Prenatal alcohol exposure (PAE) severely impacts fetal development, including alterations to the developing immune system. Immune perturbations, in tandem with gut dysbiosis, have been linked to brain and behavioural dysfunction, but this relationship is poorly understood in the context of PAE. This study takes an ontogenetic approach to evaluate PAE- induced alterations to central/peripheral immune function and both the composition and metabolic output of the gut microbiota. Using a well-established rat model of PAE, cytokine levels in the serum, prefrontal cortex, amygdala and hypothalamus as well as gut microbiota composition and short-chain fatty acid output was assessed at three postnatal (P) timepoints: P8 (infancy), P22 (weaning), and P38 (adolescence). Male PAE rats had increased cytokine levels in the amygdala and hypothalamus (but not prefrontal cortex) at P8. However, this pattern of neuroinflammation was not seen in the PAE females. While the effect of PAE on central cytokine levels was reduced at P22/38, these are the ages at which PAE-induced alterations in serum cytokine levels emerge, an effect which occurred in both sexes.

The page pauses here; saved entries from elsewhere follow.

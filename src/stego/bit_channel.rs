//! Single-bit access to the LSB plane of a sample buffer
//!
//! Embeddable bit `i` lives in sample `i`. Within that sample only one byte
//! is touched: the first byte under [`ByteOrder::Little`], the last under
//! [`ByteOrder::Big`].

use crate::engine::buffer::{ByteOrder, SampleWidth};

const LSB_MASK: u8 = 0b0000_0001;

/// Byte index holding embeddable bit `bit_index`
#[inline]
pub fn locate(bit_index: usize, sample_width: SampleWidth, byte_order: ByteOrder) -> usize {
    let width = sample_width.bytes();
    let base = bit_index * width;

    if byte_order.is_big_endian() {
        base + width - 1
    } else {
        base
    }
}

#[inline]
pub fn set_bit(byte: u8) -> u8 {
    byte | LSB_MASK
}

#[inline]
pub fn clear_bit(byte: u8) -> u8 {
    byte & !LSB_MASK
}

#[inline]
pub fn read_bit(byte: u8) -> bool {
    byte & LSB_MASK == LSB_MASK
}

#[inline]
pub fn write_bit(byte: u8, bit: bool) -> u8 {
    if bit {
        set_bit(byte)
    } else {
        clear_bit(byte)
    }
}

PAE-induced alterations to the gut microbiota occurred namely in females, with reduced bacterial diversity and unique community composition at P38. Both sexes saw alterations to specific bacterial taxa, some of which are important in producing the SCFA butyric acid, which was decreased in PAE animals at P22. These results show that PAE leads to sex and age specific alterations in immune function, gut microbiota composition and SCFA production, highlighting the critical need for both these factors to be considered in future work.